Restate verbatim the span of lines below between the line with "check could not" and the line with "match (verified, released)", including those two lines, and only that span.

● Data extracts:
* * *

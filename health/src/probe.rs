use std::sync::Arc;
use std::time::Duration;

use log::*;
use tokio::time::timeout;

use crate::error::Error;
use crate::session::SessionFactory;
use crate::status::Status;

/// Runs scoped health checks against a session-like resource.
///
/// Each [`Probe::check`] invocation owns its session exclusively: acquire,
/// verify once, release. The probe always completes with a [`Status`] and
/// never raises, so a readiness endpoint can call it unconditionally.
#[derive(Clone)]
pub struct Probe {
    factory: Arc<dyn SessionFactory>,
    timeout: Duration,
}

impl Probe {
    /// `timeout` bounds acquisition and verification individually; an
    /// expired deadline is treated as that phase failing.
    pub fn new(factory: Arc<dyn SessionFactory>, timeout: Duration) -> Self {
        Self { factory, timeout }
    }

    pub async fn check(&self) -> Status {
        let mut session = match timeout(self.timeout, self.factory.session()).await {
            Ok(Ok(session)) => session,
            Ok(Err(e)) => {
                warn!("Health check could not acquire a session: {e}");
                return Status::down(&e);
            }
            Err(_) => {
                let e = Error::timeout();
                warn!("Health check timed out acquiring a session");
                return Status::down(&e);
            }
        };

        let verified = match timeout(self.timeout, session.verify()).await {
            Ok(result) => result,
            Err(_) => Err(Error::timeout()),
        };

        // The session is released exactly once, whatever verification did.
        let released = session.close().await;

        match (verified, released) {
            (Ok(data), Ok(())) => Status::up(data),
            (Ok(_), Err(e)) => {
                warn!("Health check session failed to close: {e}");
                Status::down(&e)
            }
            (Err(e), released) => {
                if let Err(close_err) = released {
                    warn!("Health check session failed to close: {close_err}");
                }
                warn!("Health check verification failed: {e}");
                Status::down(&e)
            }
        }
    }
}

* * *

● Answer to this exercise:
                warn!("Health check could not acquire a session: {e}");
                return Status::down(&e);
            }
            Err(_) => {
                let e = Error::timeout();
                warn!("Health check timed out acquiring a session");
                return Status::down(&e);
            }
        };

        let verified = match timeout(self.timeout, session.verify()).await {
            Ok(result) => result,
            Err(_) => Err(Error::timeout()),
        };

        // The session is released exactly once, whatever verification did.
        let released = session.close().await;

        match (verified, released) {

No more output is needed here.